Monday, May 25, 2020

On "Dinner with Craig" by Kate Folk (1090 words) ****

Here, a snake consumes a young woman's world, quite literally. One of the cool things about Folk's stories is the way that the metaphorical language we use in our lives is transformed into the literal, thus commenting both on our use of language and of our perception of the world. I mean, after all, what do we really mean when we say that we are being consumed by something? "Dinner with Craig" shows us. Read the story here at the Adroit Journal.
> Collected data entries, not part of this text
//! Keycard-core implements the identity layer of a federated messaging
//! network: append-only, cryptographically linked chains of signed identity
//! records called *keycards*. A keycard belongs to a user or an organization
//! and is made of [entries][entry::Entry] — flat `Name:Value` records
//! carrying the owner's public keys, contact information, and lifetime
//! metadata, serialized in a fixed canonical byte form that is the sole
//! input to every hash and signature.
//!
//! Each entry is attested at several levels. An organization entry carries
//! an optional custody signature, a hash, and the organization's own
//! signature; a user entry adds the organization's countersignature between
//! custody and hash, and finishes with the user's. Signing at one level
//! invalidates everything above it, which forces the protocol's signing
//! order and makes an entry's compliance a purely local, offline check.
//!
//! Keys are never reused across generations. When keys rotate, the owner
//! [chains][entry::Entry::chain] a successor entry: fields copied, index
//! incremented, fresh keys installed, and a custody signature made with the
//! *previous* generation's signing key. Anyone holding entry N can verify
//! that entry N+1 was authorized by the same owner with no trusted third
//! party involved — the chain is its own audit trail.
//!
//! What this crate provides:
//!
//! * [`entry`] — the entry data model, canonical codec, compliance
//!   validation, progressive signing, hashing, verification, chaining, and
//!   parsing
//! * [`keycard`] — whole-chain container with end-to-end verification and
//!   enveloped text serialization
//! * [`cache`] — a bounded, thread-safe LRU cache of resolved keycards for
//!   server use
//! * [`cstring`] — the `PREFIX:base85data` tagged value every key,
//!   signature, and hash travels as
//! * [`crypto`] — hash algorithm dispatch and key-set generation
//!
//! # Example
//!
//! ```rust
//! use keycard_core::{
//!     crypto,
//!     entry::{Entry, EntryType},
//! };
//!
//! let mut rng = crypto::rng();
//! let keys = crypto::generate_org_keys(&mut rng, true)?;
//!
//! let pvk = keys["Primary-Verification-Key.public"].as_string();
//! let svk = keys["Secondary-Verification-Key.public"].as_string();
//! let ek = keys["Encryption-Key.public"].as_string();
//!
//! let mut entry = Entry::new(EntryType::Organization);
//! entry.set_fields([
//!     ("Name", "Acme Widgets, Inc."),
//!     ("Domain", "example.com"),
//!     ("Contact-Admin", "ae406f54-0923-4401-a47e-a4a6545e989b/example.com"),
//!     ("Primary-Verification-Key", pvk.as_str()),
//!     ("Secondary-Verification-Key", svk.as_str()),
//!     ("Encryption-Key", ek.as_str()),
//! ]);
//!
//! // hash, then sign over the hash
//! entry.generate_hash("BLAKE3-256")?;
//! entry.sign(&keys["Primary-Verification-Key.private"], "Organization")?;
//! assert!(entry.is_compliant());
//!
//! // a year later: rotate keys, keeping the secondary on its own schedule
//! let (next, _next_keys) =
//!     entry.chain(&keys["Primary-Verification-Key.private"], false, &mut rng)?;
//! next.verify_chain(&entry)?;
//! # Ok::<(), keycard_core::error::Error>(())
//! ```

pub mod base85;
pub mod cache;
pub mod crypto;
pub mod cstring;
pub mod entry;
pub mod error;
pub mod keycard;
mod validate;

pub use cache::KeycardCache;
pub use crypto::{generate_org_keys, generate_user_keys, HashAlgorithm};
pub use cstring::CryptoString;
pub use entry::{Entry, EntryType};
pub use error::{Error, Result};
pub use keycard::Keycard;
//! Base-85 radix encoding using the RFC 1924 alphabet.
//!
//! Every binary value on the wire — keys, signatures, hash digests — travels
//! as base-85 text inside a [`CryptoString`][crate::cstring::CryptoString].
//! Data is processed in big-endian 4-byte groups, each emitted as 5 digits; a
//! trailing partial group of `n` bytes is emitted as `n + 1` digits. The
//! encoding is bijective, so decode rejects anything encode could not have
//! produced.

use crate::error::{Error, Result};

const ALPHABET: &[u8; 85] =
    b"0123456789ABCDEFGHIJKLMNOPQRSTUVWXYZabcdefghijklmnopqrstuvwxyz!#$%&()*+-;<=>?@^_`{|}~";

fn digit_value(ch: u8) -> Option<u64> {
    ALPHABET.iter().position(|&c| c == ch).map(|v| v as u64)
}

/// Encode a byte slice as base-85 text.
pub fn encode(data: &[u8]) -> String {
    let mut out = String::with_capacity((data.len() / 4 + 1) * 5);
    for group in data.chunks(4) {
        let mut accum: u32 = 0;
        for (i, byte) in group.iter().enumerate() {
            accum |= u32::from(*byte) << (24 - 8 * i);
        }

        let mut digits = [0u8; 5];
        let mut rem = accum;
        for slot in digits.iter_mut().rev() {
            *slot = (rem % 85) as u8;
            rem /= 85;
        }

        for &digit in digits.iter().take(group.len() + 1) {
            out.push(ALPHABET[digit as usize] as char);
        }
    }
    out
}

/// Decode base-85 text back into bytes. Any character outside the alphabet,
/// a trailing group of one digit, or a group that overflows its 32-bit word
/// is an error.
pub fn decode(encoded: &str) -> Result<Vec<u8>> {
    let bytes = encoded.as_bytes();
    let mut out = Vec::with_capacity(bytes.len() / 5 * 4 + 4);
    for group in bytes.chunks(5) {
        if group.len() < 2 {
            return Err(Error::CryptoStringDecode);
        }

        // Missing digits in a partial group decode as the maximum digit so
        // the leading bytes come out exact.
        let mut accum: u64 = 0;
        for i in 0..5 {
            let digit = match group.get(i) {
                Some(&ch) => digit_value(ch).ok_or(Error::CryptoStringDecode)?,
                None => 84,
            };
            accum = accum * 85 + digit;
        }
        if accum > u64::from(u32::MAX) {
            return Err(Error::CryptoStringDecode);
        }

        let word = (accum as u32).to_be_bytes();
        out.extend_from_slice(&word[..group.len() - 1]);
    }
    Ok(out)
}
On "Jewish Believers in Jesus" edited by Oskar Skarsaune and Reidar Hvalvik ****

This exhaustively long volume aims to provide a history of "Jewish believers in Jesus" through the first six centuries or so of the Christian church. Unfortunately for me and my interests, but for good reason--though the reasoning was not entirely clear to me until the final chapter--the editors focus on the ethnic term "Jewish" rather than on beliefs that are "Jewish." That is, when defining "Jewish believers," they are interested primarily on people who are Jewish who became Christians, rather than on Christians who may have continued various Jewish traditions, be they Jewish or not. But Skarsaune's reasoning is sound, one realizes, by the end of the book. The first Christians after all, like the Jewish people at the time, weren't really using these terms in the same way--the borders between the two faiths were still being drawn. Thus, it would be unfair to these Christians followed Jewish practices, or these Jews followed Christian practices, when what constituted the unique practices of each hadn't been fully defined. What we can trace, however, to some extent, are ethnic Jews who professed a belief in Jesus, whether that belief entailed continuing adherence to many of the practices of what would later become rabbinical Judaism, adherence to a more circumspect set of practices derived from the religion of Israel, near complete abandonment of Israelite practices in preference for ones later defined as Christian for non-Jewish believers, or acceptance of Jesus as a human prophet without divine origins. As Skarsaune makes plain at the end, we can think of early Jewish Christianity as essentially like the reformed Judaism of its day.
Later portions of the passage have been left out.